この間、ソーシャルレンディングが結構面白い投資オプションかもしれないという話をしました。

ソーシャルレンディングという投資オプションがあった!

でもたくさんの仲介会社のうち一体どこがいいのか、実際のリスクはどうなのかなど、もう少し調べる必要あり、という状態でした。

なので、もう少し調べました。

ソーシャルレンディング市場の変化

どうやって仲介会社を選ぶかということを考える前に、ソーシャルレンディングの市場背景についてざっとまとめます。仲介会社の選び方に繋がるので読み進めてください。

世界の市場

ソーシャルレンディングは、リーマン・ショック後のバーゼル3(という国際業務を行う銀行の融資先を制限する規制)によって銀行が対応できない貸付の需要が増えるに伴って代わりに発展してきたわけですが、商業銀行の預金や資金がもともと少ないイギリスなどでは特に急速に発展しました。実際イギリスでは、個人投資家の資金を呼びこむための優遇税制や、クラウドファンディングを簡単に立ち上げるためのASPや、FinTech専門の弁護士事務所など、国の政策や民間の周辺サービスも充実してきているため、ソーシャルレンディングに参入する壁がどんどん低くなっています

世界的にも、IT技術の発達や機関投資家による投資の増加によってソーシャルレンディングは急速に成長しています。中国では特にソーシャルレンディングが爆発的に増えていて、ついにアメリカ市場の規模を抜いたようですが、その分大規模な詐欺も発生しているようです

日本の市場

仲介会社

maneoが2007年にソーシャルレンディングのサービスを開始して以来、しばらくmaneoAQUSHSBIソーシャルレンディング3社のみだったのが、2013年から2014年にかけてクラウドバンク クラウドクレジットラッキーバンクOwnersBookの4社が参入、2015年にはLC LendingみんなのクレジットGAIA FUNDINGスマートエクイティSmartLendトラストレンディング が参入しました。そして今年は更に10~20社参入するのではと言われています

サービスとマーケテイング

以前は個人に貸付するサービスもあったようですが日本では発展せず、最近は中小企業や不動産関係のファンドが多くなっています。その中で、参入障壁が以前より低くなって参入企業も増えていることから、これからはマーケティングで差別化を図るケースが多くなると言われています。

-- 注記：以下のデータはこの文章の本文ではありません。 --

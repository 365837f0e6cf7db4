use std::borrow::Cow;
use std::fmt;

use pretty_assertions::assert_eq;
use svgscope::{scope_styles, scope_styles_opt, try_scope_styles, Error, Options, ScopeId};

#[derive(Clone, Copy, PartialEq)]
struct MStr<'a>(&'a str);

impl<'a> fmt::Debug for MStr<'a> {
    fn fmt(&self, f: &mut fmt::Formatter) -> fmt::Result {
        write!(f, "{}", self.0)
    }
}

/// Compares the output with an expected one, where `{ID}` is the scope identifier
/// of the input.
macro_rules! test {
    ($name:ident, $input:expr, $output:expr) => {
        test!($name, Options::default(), $input, $output);
    };
    ($name:ident, $opt:expr, $input:expr, $output:expr) => {
        #[test]
        fn $name() {
            let input: &str = $input;
            let id = ScopeId::from_data(input.as_bytes());
            let expected = $output.replace("{ID}", id.as_str());
            let result = scope_styles(input, &$opt);
            assert_eq!(MStr(&result), MStr(&expected));
        }
    };
}

test!(class_round_trip,
"<svg xmlns='http://www.w3.org/2000/svg'>
    <style>.foo { fill: red; }</style>
    <rect class='foo' width='10' height='10'/>
</svg>",
"<svg xmlns=\"http://www.w3.org/2000/svg\">
    <style>.foo-{ID} { fill: red; }</style>
    <rect class=\"foo-{ID}\" width=\"10\" height=\"10\"/>
</svg>");

test!(id_rule,
"<svg><style>#bar { fill: red; }</style><rect id='bar'/></svg>",
"<svg><style>#bar-{ID} { fill: red; }</style><rect id=\"bar-{ID}\"/></svg>");

test!(universal_rule_is_removed,
"<svg><style>* { fill: red; } .a { fill: blue; }</style><rect class='a'/></svg>",
"<svg><style> .a-{ID} { fill: blue; }</style><rect class=\"a-{ID}\"/></svg>");

test!(type_rule_is_removed,
"<svg><style>path { stroke: blue; }</style><path d='M 0 0 L 10 10'/></svg>",
"<svg><style/><path d=\"M 0 0 L 10 10\"/></svg>");

test!(attribute_rule_is_removed,
"<svg><style>[fill] { stroke: blue; }\n.a { stroke: red; }</style></svg>",
"<svg><style>\n.a-{ID} { stroke: red; }</style></svg>");

test!(at_rule_is_removed,
"<svg><style>@media print { .a { fill: red } } .b { fill: blue }</style></svg>",
"<svg><style> .b-{ID} { fill: blue }</style></svg>");

test!(empty_selector_is_kept,
"<svg><style>{ fill: red }</style></svg>",
"<svg><style>{ fill: red }</style></svg>");

test!(invalid_class_name,
"<svg><style>.café { fill: red } .a { fill: blue }</style><g class='café a'/></svg>",
"<svg><style> .a-{ID} { fill: blue }</style><g class=\"café a-{ID}\"/></svg>");

test!(only_first_token_is_scoped,
"<svg><style>.a .b { fill: red }</style><g class='a'><g class='b'/></g></svg>",
"<svg><style>.a-{ID} .b { fill: red }</style><g class=\"a-{ID}\"><g class=\"b\"/></g></svg>");

test!(nested_classes,
Options { rename_nested_classes: true, ..Options::default() },
"<svg><style>.a .b { fill: red } .b { fill: blue } .a .c { fill: green }</style>\
<g class='a'><g class='b c'/></g></svg>",
"<svg><style>.a-{ID} .b-{ID} { fill: red } .b-{ID} { fill: blue } .a-{ID} .c { fill: green }</style>\
<g class=\"a-{ID}\"><g class=\"b-{ID} c\"/></g></svg>");

test!(class_list,
"<svg><style>.foo { fill: red }</style><g class=' foo\n bar '/><g class='  bar '/></svg>",
"<svg><style>.foo-{ID} { fill: red }</style><g class=\"foo-{ID} bar\"/><g class=\"  bar \"/></svg>");

test!(multiple_style_elements,
"<svg><style>.a { fill: red }</style><style>.b { fill: blue }</style><g class='a b'/></svg>",
"<svg><style>.a-{ID} { fill: red }</style><style>.b-{ID} { fill: blue }</style><g class=\"a-{ID} b-{ID}\"/></svg>");

test!(root_class,
"<svg class='icon'><style>.icon { fill: red }</style></svg>",
"<svg class=\"icon-{ID}\"><style>.icon-{ID} { fill: red }</style></svg>");

test!(sibling_roots,
"<div>\
<svg><style>.foo { fill: red }</style><g class='foo'/></svg>\
<svg><style>.foo { fill: blue }</style><g class='foo'/></svg>\
</div>",
"<div>\
<svg><style>.foo-{ID}-0 { fill: red }</style><g class=\"foo-{ID}-0\"/></svg>\
<svg><style>.foo-{ID}-1 { fill: blue }</style><g class=\"foo-{ID}-1\"/></svg>\
</div>");

test!(nested_roots,
"<svg><style>.a { fill: red }</style><g class='a'/>\
<svg><style>.a { fill: blue }</style><g class='a'/></svg>\
<g class='a'/></svg>",
"<svg><style>.a-{ID}-0 { fill: red }</style><g class=\"a-{ID}-0\"/>\
<svg><style>.a-{ID}-1 { fill: blue }</style><g class=\"a-{ID}-0 a-{ID}-1\"/></svg>\
<g class=\"a-{ID}-0\"/></svg>");

test!(nested_root_without_styles,
"<svg><style>.a { fill: red }</style><svg class='a'><rect class='a b'/></svg></svg>",
"<svg><style>.a-{ID}-0 { fill: red }</style><svg class=\"a-{ID}-0\"><rect class=\"a-{ID}-0 b\"/></svg></svg>");

test!(id_selector_into_nested_root,
"<svg><style>#x { fill: red }</style><svg><rect id='x'/></svg></svg>",
"<svg><style>#x-{ID}-1 { fill: red }</style><svg><rect id=\"x-{ID}-1\"/></svg></svg>");

test!(reference_from_nested_root,
"<svg xmlns:xlink='http://www.w3.org/1999/xlink'><linearGradient id='g'/>\
<svg><rect fill='url(#g)'/><use xlink:href='#g'/></svg></svg>",
"<svg xmlns:xlink=\"http://www.w3.org/1999/xlink\"><linearGradient id=\"g-{ID}-0\"/>\
<svg><rect fill=\"url(#g-{ID}-0)\"/><use xlink:href=\"#g-{ID}-0\"/></svg></svg>");

test!(closest_root_wins,
"<div>\
<svg><g id='a'/><use href='#a'/><use href='#b'/><svg><g id='a'/><use href='#a'/></svg></svg>\
<svg><g id='b'/><use href='#a'/></svg>\
</div>",
"<div>\
<svg><g id=\"a-{ID}-0\"/><use href=\"#a-{ID}-0\"/><use href=\"#b-{ID}-2\"/>\
<svg><g id=\"a-{ID}-1\"/><use href=\"#a-{ID}-1\"/></svg></svg>\
<svg><g id=\"b-{ID}-2\"/><use href=\"#a-{ID}-0\"/></svg>\
</div>");

test!(stray_braces,
"<svg><style>}}} .a { fill: red }</style><g class='a'/></svg>",
"<svg><style> .a-{ID} { fill: red }</style><g class=\"a-{ID}\"/></svg>");

test!(ids_without_styles,
"<svg xmlns:xlink='http://www.w3.org/1999/xlink'>\
<rect id='r'/><use xlink:href='#r'/><use href='#r'/><use href='#missing'/></svg>",
"<svg xmlns:xlink=\"http://www.w3.org/1999/xlink\">\
<rect id=\"r-{ID}\"/><use xlink:href=\"#r-{ID}\"/><use href=\"#r-{ID}\"/><use href=\"#missing\"/></svg>");

test!(url_refs_and_colors,
"<svg><style>#a { fill: #fff; } .b { fill: url(#g); }</style>\
<linearGradient id='g'/><rect id='a' class='b'/><rect fill='url(#g)'/></svg>",
"<svg><style>#a-{ID} { fill: #fff; } .b-{ID} { fill: url(#g-{ID}); }</style>\
<linearGradient id=\"g-{ID}\"/><rect id=\"a-{ID}\" class=\"b-{ID}\"/><rect fill=\"url(#g-{ID})\"/></svg>");

test!(ids_are_whole_tokens,
"<svg><style>#a, #ab { fill: red }</style><g id='a'/></svg>",
"<svg><style>#a-{ID}, #ab { fill: red }</style><g id=\"a-{ID}\"/></svg>");

test!(comments_in_stylesheet,
"<svg><style>/* .a {} */ .b { fill: red } /* tail */</style></svg>",
"<svg><style>/* .a {} */ .b-{ID} { fill: red } /* tail */</style></svg>");

test!(cdata,
"<svg><style><![CDATA[.a > .b { fill: red }]]></style><g class='a'/></svg>",
"<svg><style>.a-{ID} &gt; .b { fill: red }</style><g class=\"a-{ID}\"/></svg>");

test!(prolog_and_epilogue,
"<?xml version='1.0' encoding='UTF-8'?>\n<!-- Generator: test -->\n\
<svg><style>.a { fill: red }</style></svg>\n<!-- end -->\n",
"<?xml version='1.0' encoding='UTF-8'?>\n<!-- Generator: test -->\n\
<svg><style>.a-{ID} { fill: red }</style></svg>\n<!-- end -->\n");

test!(entities,
"<!DOCTYPE svg [<!ENTITY color 'red'>]><svg><style>.a { fill: &color; }</style></svg>",
"<!DOCTYPE svg [<!ENTITY color 'red'>]><svg><style>.a-{ID} { fill: red; }</style></svg>");

test!(escaped_attributes,
"<svg><style>.a { fill: red }</style><text class='a' data-x='1 &lt; 2 &amp; 3'>&lt;</text></svg>",
"<svg><style>.a-{ID} { fill: red }</style><text class=\"a-{ID}\" data-x=\"1 &lt; 2 &amp; 3\">&lt;</text></svg>");

test!(single_quotes,
Options { use_single_quote: true, ..Options::default() },
"<svg><style>.a { fill: red }</style><g class=\"a\"/></svg>",
"<svg><style>.a-{ID} { fill: red }</style><g class='a-{ID}'/></svg>");

test!(no_svg_elements,
"<html><style>.a { fill: red }</style></html>",
"<html><style>.a { fill: red }</style></html>");

#[test]
fn blank_input() {
    let opt = Options::default();
    assert!(matches!(scope_styles("", &opt), Cow::Borrowed("")));
    assert!(matches!(scope_styles(" \n\t", &opt), Cow::Borrowed(" \n\t")));
    assert_eq!(scope_styles_opt(None, &opt), None);
    assert_eq!(scope_styles_opt(Some(""), &opt), Some(Cow::Borrowed("")));
}

#[test]
fn malformed_input() {
    let opt = Options::default();
    for text in &[
        "<svg><style>.a { fill: red }</style>",
        "<svg><style>.a { fill: red }</style></g>",
        "not an svg",
        "<svg xlink:href='#a'/>",
        "<?xml version='1.0'?>",
    ] {
        let result = scope_styles(text, &opt);
        assert!(matches!(result, Cow::Borrowed(_)));
        assert_eq!(result, *text);
    }

    assert!(matches!(
        try_scope_styles("<svg>", &opt),
        Err(Error::ParsingFailed(_))
    ));
}

#[test]
fn too_deep() {
    let mut text = String::from("<svg><style>.a {}</style>");
    for _ in 0..300 {
        text.push_str("<g>");
    }
    for _ in 0..300 {
        text.push_str("</g>");
    }
    text.push_str("</svg>");

    assert_eq!(scope_styles(&text, &Options::default()), text.as_str());
    assert!(matches!(
        try_scope_styles(&text, &Options::default()),
        Err(Error::DepthLimitReached)
    ));

    let opt = Options {
        allow_huge_files: true,
        ..Options::default()
    };
    assert!(try_scope_styles(&text, &opt).unwrap().contains(".a-"));
}

#[test]
fn very_deep() {
    let mut text = String::from("<svg>");
    text.push_str(&"<g>".repeat(100_000));
    text.push_str(&"</g>".repeat(100_000));
    text.push_str("</svg>");

    assert!(matches!(scope_styles(&text, &Options::default()), Cow::Borrowed(_)));
    assert!(matches!(
        try_scope_styles(&text, &Options::default()),
        Err(Error::DepthLimitReached)
    ));

    let opt = Options {
        allow_huge_files: true,
        ..Options::default()
    };
    assert_eq!(scope_styles(&text, &opt), text.as_str());
}

#[test]
fn deep_entities() {
    let mut text = format!(
        "<!DOCTYPE svg [<!ENTITY e '{}{}'>]><svg>",
        "<g>".repeat(200),
        "</g>".repeat(200)
    );
    text.push_str(&"<g>".repeat(100));
    text.push_str("&e;");
    text.push_str(&"</g>".repeat(100));
    text.push_str("</svg>");

    assert!(matches!(
        try_scope_styles(&text, &Options::default()),
        Err(Error::DepthLimitReached)
    ));
}

#[test]
fn deterministic() {
    let text = "<svg><style>.a { fill: red }</style><g id='b' class='a'/></svg>";
    let opt = Options::default();
    assert_eq!(scope_styles(text, &opt), scope_styles(text, &opt));
}

#[test]
fn content_dependent() {
    let opt = Options::default();
    let a = scope_styles("<svg><style>.a { fill: red }</style></svg>", &opt);
    let b = scope_styles("<svg><style>.a { fill: blue }</style></svg>", &opt);
    let a_id = a.split("-").nth(1).unwrap().split(' ').next().unwrap();
    let b_id = b.split("-").nth(1).unwrap().split(' ').next().unwrap();
    assert_eq!(a_id.len(), 32);
    assert_ne!(a_id, b_id);
}

#[test]
fn rescoping_keeps_references() {
    let text = "<svg><style>.foo { fill: url(#g) } #r { stroke: red }</style>\
<linearGradient id='g'/><rect id='r' class='foo'/><use href='#r'/></svg>";
    let opt = Options::default();

    let first = scope_styles(text, &opt).into_owned();
    let id1 = ScopeId::from_data(text.as_bytes());
    let second = scope_styles(&first, &opt).into_owned();
    let id2 = ScopeId::from_data(first.as_bytes());

    let expected = format!(
        "<svg><style>.foo-{0}-{1} {{ fill: url(#g-{0}-{1}) }} #r-{0}-{1} {{ stroke: red }}</style>\
<linearGradient id=\"g-{0}-{1}\"/><rect id=\"r-{0}-{1}\" class=\"foo-{0}-{1}\"/><use href=\"#r-{0}-{1}\"/></svg>",
        id1, id2
    );
    assert_eq!(second, expected);
}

一方、インボイスファイナンスやトレードファイナンスなど、日本ではまだあまり見られないソーシャルレンディングもまだいろいろあるため、ファンド自体の多様化も予想されています

ソーシャルレンディング仲介会社を選ぶ視点

参入企業が増えて競争が激しくなり、商品自体が多様化し、似たような商品は各社のマーケティング戦略によって比べにくくなると、個人投資家としては仲介会社や商品を選ぶのが難しくなります。しかも、株や為替と違って、商品(この場合ファンド)に対しうる第三者による分析やリポートなどもなく、基本的には仲介会社が提示する情報を信頼するしかありません。

では個人投資家としては何を見ることができるのか。

貸金業の登録

融資型クラウドファンディングを行うには、まず貸金業の登録が必要です。登録番号は、例えば東京だと「東京都知事(1)第12345号」のような形になりますが、3年毎の更新が必要で(1)の部分が更新回数を示しています。つまり(1)であれば貸金業者としての実績は3年未満とわかるわけです。長ければいいというわけではありませんが、収益が出る運用をしていなければ会社が存続すること自体不可能ですし、ソーシャルレンディング参入するにあたって貸金業を始めたのと、以前から貸金業をしていてソーシャルレンディングに進出したのでは貸金業自体の経験に差があると考えられます。

金融商品取引業の登録

もうひとつ必要なのは、不特定多数から資金を集めて融資や出資の仲介をするための第二種金融商品取引業の登録です。ただ、第二種金融商品取引業者の規模や業態、そして裏付けとなる資金は多様なようなので、自己規制機関である第二種金融商品取引業協会の会員であるかなども確認するといいかもしれません。

証券会社として第一種金融商品取引業に登録している仲介会社もあります。第二種との違いは、1)財務局、証券取引委員会、日本証券業協会の監査の対象になること、2)自己資本規制比率が決まっていること、3)扱える商品が多いこと(流動性が高い有価証券)、そして4)顧客の資産を管理できることです。ソーシャルレンディングのサービスには第一種は必要ありませんが、規制が厳しいことや財務健全性を保つ条件があることは安心の要因かもしれません。また、扱える商品が多いことは投資家にとって便利かもしれません。

開示している情報

「成立ローン総額」「累計調達金額」のような言い方で投資家から集めた総額金額を表示している仲介会社が多いのですが、特に新しい仲介会社では満期になった案件がまだほとんどなかったりします。また、終了した案件がたくさんあっても実際の実績の数値がよく分からないケースも多いようです。分配金・返済金、延滞中の案件があるのかなども開示している会社の方が安心かもしれません。(いずれにしても開示されている情報を信じるしかないのはネックですが。)

まとめ

やはりどの投資案件でもそうですが、調べるといろいろ検討すべき面が出てきますね。それでもソーシャルレンディングは面白そうだと思いますが。